(Collected data)

_ _ _

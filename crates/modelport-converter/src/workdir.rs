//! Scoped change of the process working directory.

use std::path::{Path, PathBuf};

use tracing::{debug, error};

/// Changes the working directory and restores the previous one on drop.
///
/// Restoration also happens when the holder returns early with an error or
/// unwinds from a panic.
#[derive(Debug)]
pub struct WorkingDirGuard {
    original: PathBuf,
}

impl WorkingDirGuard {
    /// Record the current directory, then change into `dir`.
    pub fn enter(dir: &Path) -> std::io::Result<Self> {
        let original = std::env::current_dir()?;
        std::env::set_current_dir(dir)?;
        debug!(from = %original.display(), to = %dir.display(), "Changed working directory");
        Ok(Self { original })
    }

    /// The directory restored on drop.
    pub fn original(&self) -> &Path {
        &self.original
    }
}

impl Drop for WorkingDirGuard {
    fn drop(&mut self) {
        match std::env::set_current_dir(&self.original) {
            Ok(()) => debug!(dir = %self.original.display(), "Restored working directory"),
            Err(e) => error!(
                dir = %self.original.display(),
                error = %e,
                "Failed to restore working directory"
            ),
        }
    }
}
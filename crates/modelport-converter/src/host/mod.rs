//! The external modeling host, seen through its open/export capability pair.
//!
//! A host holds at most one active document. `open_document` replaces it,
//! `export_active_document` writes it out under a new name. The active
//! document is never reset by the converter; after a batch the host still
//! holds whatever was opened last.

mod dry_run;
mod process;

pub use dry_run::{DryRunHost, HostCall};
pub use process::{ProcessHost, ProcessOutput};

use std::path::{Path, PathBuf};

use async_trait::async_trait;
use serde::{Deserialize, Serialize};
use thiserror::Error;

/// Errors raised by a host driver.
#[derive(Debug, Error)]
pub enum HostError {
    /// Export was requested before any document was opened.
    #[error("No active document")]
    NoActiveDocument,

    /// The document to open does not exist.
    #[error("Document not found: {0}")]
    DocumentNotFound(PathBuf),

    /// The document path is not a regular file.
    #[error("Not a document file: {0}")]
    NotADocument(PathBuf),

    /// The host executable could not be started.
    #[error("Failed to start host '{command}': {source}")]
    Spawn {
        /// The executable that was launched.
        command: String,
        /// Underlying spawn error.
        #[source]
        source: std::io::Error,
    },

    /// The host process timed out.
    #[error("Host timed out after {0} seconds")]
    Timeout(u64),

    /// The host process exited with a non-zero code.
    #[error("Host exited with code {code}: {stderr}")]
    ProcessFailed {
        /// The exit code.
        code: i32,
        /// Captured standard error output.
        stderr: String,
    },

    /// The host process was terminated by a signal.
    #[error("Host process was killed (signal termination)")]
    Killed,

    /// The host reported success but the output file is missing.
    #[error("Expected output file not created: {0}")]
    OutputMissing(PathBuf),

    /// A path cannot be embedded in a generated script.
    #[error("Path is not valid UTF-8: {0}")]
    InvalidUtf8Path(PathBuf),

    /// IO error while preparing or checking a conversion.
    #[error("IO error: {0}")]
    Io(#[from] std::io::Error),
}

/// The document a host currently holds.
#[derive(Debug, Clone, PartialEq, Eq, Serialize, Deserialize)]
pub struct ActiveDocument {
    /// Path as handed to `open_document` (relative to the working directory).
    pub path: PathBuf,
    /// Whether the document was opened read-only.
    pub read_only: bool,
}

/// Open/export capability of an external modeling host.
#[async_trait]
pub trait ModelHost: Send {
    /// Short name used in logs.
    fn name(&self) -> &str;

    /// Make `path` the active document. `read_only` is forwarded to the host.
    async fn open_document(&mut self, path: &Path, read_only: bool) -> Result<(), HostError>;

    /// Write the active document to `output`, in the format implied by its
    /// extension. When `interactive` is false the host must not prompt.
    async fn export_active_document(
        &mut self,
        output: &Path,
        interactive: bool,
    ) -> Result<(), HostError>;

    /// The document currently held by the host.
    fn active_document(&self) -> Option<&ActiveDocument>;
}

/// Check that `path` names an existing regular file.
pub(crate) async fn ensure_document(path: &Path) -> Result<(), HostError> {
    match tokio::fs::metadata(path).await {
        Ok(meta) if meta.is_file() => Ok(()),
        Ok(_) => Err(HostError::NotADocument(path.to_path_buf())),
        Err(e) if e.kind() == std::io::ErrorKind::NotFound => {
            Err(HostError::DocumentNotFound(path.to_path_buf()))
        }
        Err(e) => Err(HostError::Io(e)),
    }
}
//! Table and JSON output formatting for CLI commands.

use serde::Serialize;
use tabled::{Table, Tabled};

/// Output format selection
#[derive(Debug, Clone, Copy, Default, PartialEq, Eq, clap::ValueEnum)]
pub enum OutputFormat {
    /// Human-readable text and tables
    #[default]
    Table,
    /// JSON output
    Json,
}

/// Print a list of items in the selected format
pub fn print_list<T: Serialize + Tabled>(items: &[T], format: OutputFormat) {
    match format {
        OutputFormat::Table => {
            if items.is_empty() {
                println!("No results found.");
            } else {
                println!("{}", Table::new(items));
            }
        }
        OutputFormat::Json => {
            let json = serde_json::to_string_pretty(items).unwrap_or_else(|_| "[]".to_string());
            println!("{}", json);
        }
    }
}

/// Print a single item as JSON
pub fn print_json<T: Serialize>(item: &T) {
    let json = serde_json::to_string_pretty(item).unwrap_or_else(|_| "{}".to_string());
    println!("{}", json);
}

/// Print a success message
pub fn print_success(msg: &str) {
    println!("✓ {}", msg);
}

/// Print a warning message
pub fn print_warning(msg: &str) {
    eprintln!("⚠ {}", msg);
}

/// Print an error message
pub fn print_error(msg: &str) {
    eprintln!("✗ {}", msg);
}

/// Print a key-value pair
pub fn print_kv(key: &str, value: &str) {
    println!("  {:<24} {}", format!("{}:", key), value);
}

_ _ _

(Task details):
Report the number of lines in the records above that contain "interactive", with no other text.

(Written solution):
2